Below is the second part of Scarlet's discussion on Nationality and Stereotypes. Coincidentally enough, since the first part was about the term 'nationality,' this next article deals with stereotyping the American population. Specifically with the stereotype of the "fat, lazy American." Please leave a comment below with your thoughts about either of these topics.

My official responses will be later in the week. I'd like to thank Scarlet for being a guest blogger this week! Make sure to subscribe to Lakefront Pagan Voice on podbean or through iTunes!

Love and Lyte,

Fire Lyte

Shew, that was a long way to get here, but the initial reason Firelyte challenged me to defend myself was that I commented on being annoyed when people throw around the term “fat American,” usually in a context of complaint and often paired with “lazy” and generally attempting to refer to a majority of Americans as though “fat” and “lazy” were not just common, but actually defining characteristics of our culture.

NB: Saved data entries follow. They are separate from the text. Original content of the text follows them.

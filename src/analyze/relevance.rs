// src/analyze/relevance.rs
//! LLM-backed topic relevance with a total (never failing) response parser.
//!
//! Models are asked for a JSON object but routinely wrap it in prose or a fenced
//! block. Extraction tries, in order: the whole reply, fenced blocks, balanced brace
//! spans. If all of them fail, it falls back to a zero-score verdict.

use once_cell::sync::OnceCell;
use regex::Regex;
use serde::{Deserialize, Serialize};
use serde_json::Value;
use tracing::{debug, warn};

use crate::content::{ContentItem, RELEVANCE_SCORE};
use crate::llm::{ChatMessage, DynLanguageModel};

/// Characters of the item body included in the prompt.
pub const BODY_PREFIX_CHARS: usize = 500;
pub const RELEVANCE_TEMPERATURE: f32 = 0.3;
pub const PARSE_FAILURE_REASON: &str = "Failed to parse response";

#[derive(Debug, Clone, PartialEq, Serialize, Deserialize)]
pub struct RelevanceVerdict {
    pub relevance_score: f64,
    pub reasoning: String,
    pub key_topics: Vec<String>,
}

impl Default for RelevanceVerdict {
    fn default() -> Self {
        Self {
            relevance_score: 0.0,
            reasoning: PARSE_FAILURE_REASON.to_string(),
            key_topics: Vec::new(),
        }
    }
}

type Attempt = fn(&str) -> Option<RelevanceVerdict>;

const ATTEMPTS: &[(&str, Attempt)] = &[
    ("whole", parse_whole),
    ("fenced", parse_fenced),
    ("brace_span", parse_brace_span),
];

/// Best-effort structured extraction. Always returns a verdict.
pub fn extract_verdict(raw: &str) -> RelevanceVerdict {
    for (name, attempt) in ATTEMPTS {
        if let Some(v) = attempt(raw) {
            debug!(target: "relevance", strategy = *name, score = v.relevance_score, "verdict extracted");
            return v;
        }
    }
    warn!(target: "relevance", len = raw.len(), "unparsable model response; using default verdict");
    RelevanceVerdict::default()
}

fn parse_whole(raw: &str) -> Option<RelevanceVerdict> {
    parse_object(raw.trim())
}

fn parse_fenced(raw: &str) -> Option<RelevanceVerdict> {
    static RE_FENCE: OnceCell<Regex> = OnceCell::new();
    let re = RE_FENCE.get_or_init(|| {
        Regex::new(r"(?s)```[A-Za-z0-9_-]*[ \t]*\r?\n?(.*?)```").expect("fence regex")
    });
    re.captures_iter(raw)
        .filter_map(|c| c.get(1))
        .find_map(|m| parse_object(m.as_str().trim()))
}

/// First balanced `{...}` substring that parses as an object.
fn parse_brace_span(raw: &str) -> Option<RelevanceVerdict> {
    raw.char_indices()
        .filter(|&(_, c)| c == '{')
        .filter_map(|(start, _)| balanced_end(raw, start).map(|end| &raw[start..end]))
        .find_map(parse_object)
}

/// Byte index one past the brace closing the one at `start`, honoring JSON strings.
fn balanced_end(s: &str, start: usize) -> Option<usize> {
    let mut depth = 0usize;
    let mut in_str = false;
    let mut escaped = false;
    for (i, c) in s[start..].char_indices() {
        if in_str {
            match c {
                _ if escaped => escaped = false,
                '\\' => escaped = true,
                '"' => in_str = false,
                _ => {}
            }
            continue;
        }
        match c {
            '"' => in_str = true,
            '{' => depth += 1,
            '}' => {
                depth -= 1;
                if depth == 0 {
                    return Some(start + i + 1);
                }
            }
            _ => {}
        }
    }
    None
}

fn parse_object(s: &str) -> Option<RelevanceVerdict> {
    match serde_json::from_str::<Value>(s).ok()? {
        Value::Object(obj) => Some(verdict_from_object(&obj)),
        _ => None,
    }
}

fn verdict_from_object(obj: &serde_json::Map<String, Value>) -> RelevanceVerdict {
    let relevance_score = match obj.get("relevance_score") {
        Some(Value::Number(n)) => n.as_f64().unwrap_or(0.0),
        Some(Value::String(s)) => s.trim().parse::<f64>().unwrap_or(0.0),
        _ => 0.0,
    };
    let reasoning = obj
        .get("reasoning")
        .and_then(Value::as_str)
        .unwrap_or_default()
        .to_string();
    let key_topics = obj
        .get("key_topics")
        .and_then(Value::as_array)
        .map(|a| {
            a.iter()
                .filter_map(Value::as_str)
                .map(str::to_string)
                .collect()
        })
        .unwrap_or_default();
    RelevanceVerdict {
        relevance_score,
        reasoning,
        key_topics,
    }
}

/// Clamp into [0,1]; NaN/inf become 0.
pub fn bound_score(x: f64) -> f64 {
    if x.is_finite() {
        x.clamp(0.0, 1.0)
    } else {
        0.0
    }
}

pub struct RelevanceScorer {
    llm: DynLanguageModel,
}

impl RelevanceScorer {
    pub fn new(llm: DynLanguageModel) -> Self {
        Self { llm }
    }

    pub fn build_prompt(item: &ContentItem, topics: &[String]) -> String {
        let topics_str = topics.join(", ");
        let title = item.str_field("title").unwrap_or("N/A");
        let url = item.str_field("url").unwrap_or("N/A");
        let body: String = item
            .str_field("text")
            .unwrap_or("N/A")
            .chars()
            .take(BODY_PREFIX_CHARS)
            .collect();

        format!(
            r#"Score the relevance of this Hacker News post to topics: {topics_str}

Post Title: {title}
Post URL: {url}
Post Text: {body}

Analyze how relevant this post is to {topics_str}. Consider:
- Direct mentions or discussions of these topics
- Related concepts, tools, or techniques
- Practical applications or research
- Community interest and significance

Return a JSON object with:
{{
  "relevance_score": <float between 0.0 and 1.0>,
  "reasoning": "<brief explanation>",
  "key_topics": ["<topic1>", "<topic2>"]
}}

Score 1.0 = Highly relevant (directly about topic)
Score 0.5 = Moderately relevant (tangentially related)
Score 0.0 = Not relevant (unrelated)"#
        )
    }

    /// Relevance of one item in [0,1]. Model failures score 0.0 rather than failing the run.
    pub async fn score_item(&self, item: &ContentItem, topics: &[String]) -> f64 {
        let prompt = Self::build_prompt(item, topics);
        let messages = [ChatMessage::user(prompt)];
        match self.llm.complete_json(&messages, RELEVANCE_TEMPERATURE).await {
            Ok(raw) => bound_score(extract_verdict(&raw).relevance_score),
            Err(e) => {
                warn!(
                    target: "relevance",
                    provider = self.llm.name(),
                    id = ?item.identity(),
                    error = %e,
                    "relevance call failed; scoring 0.0"
                );
                0.0
            }
        }
    }

    /// Write `relevance_score` onto every item, sequentially.
    pub async fn score_all(&self, items: &mut [ContentItem], topics: &[String]) {
        for item in items.iter_mut() {
            let score = self.score_item(item, topics).await;
            item.set_f64(RELEVANCE_SCORE, score);
        }
    }
}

My defense for my irritation is pretty simple. I don’t like stereotypes and generalizations that much. Sure, it makes it easier to talk about certain things if you generalize a little bit, but a lot of times, it also expresses a certain egotism… in this case, the speaker is usually American him or herself and is setting themselves above other Americans which they deem to be “fat and lazy,” and as special or elite because they are the minority who rejects this implied cultural norm of fatness and laziness. I don’t see the point and it’s also my own people you are talking about.

Is it weird of me to be annoyed when a negative stereotype is thrown my way? Especially considering the pain I’ve seen caused by assumptions and stereotyping?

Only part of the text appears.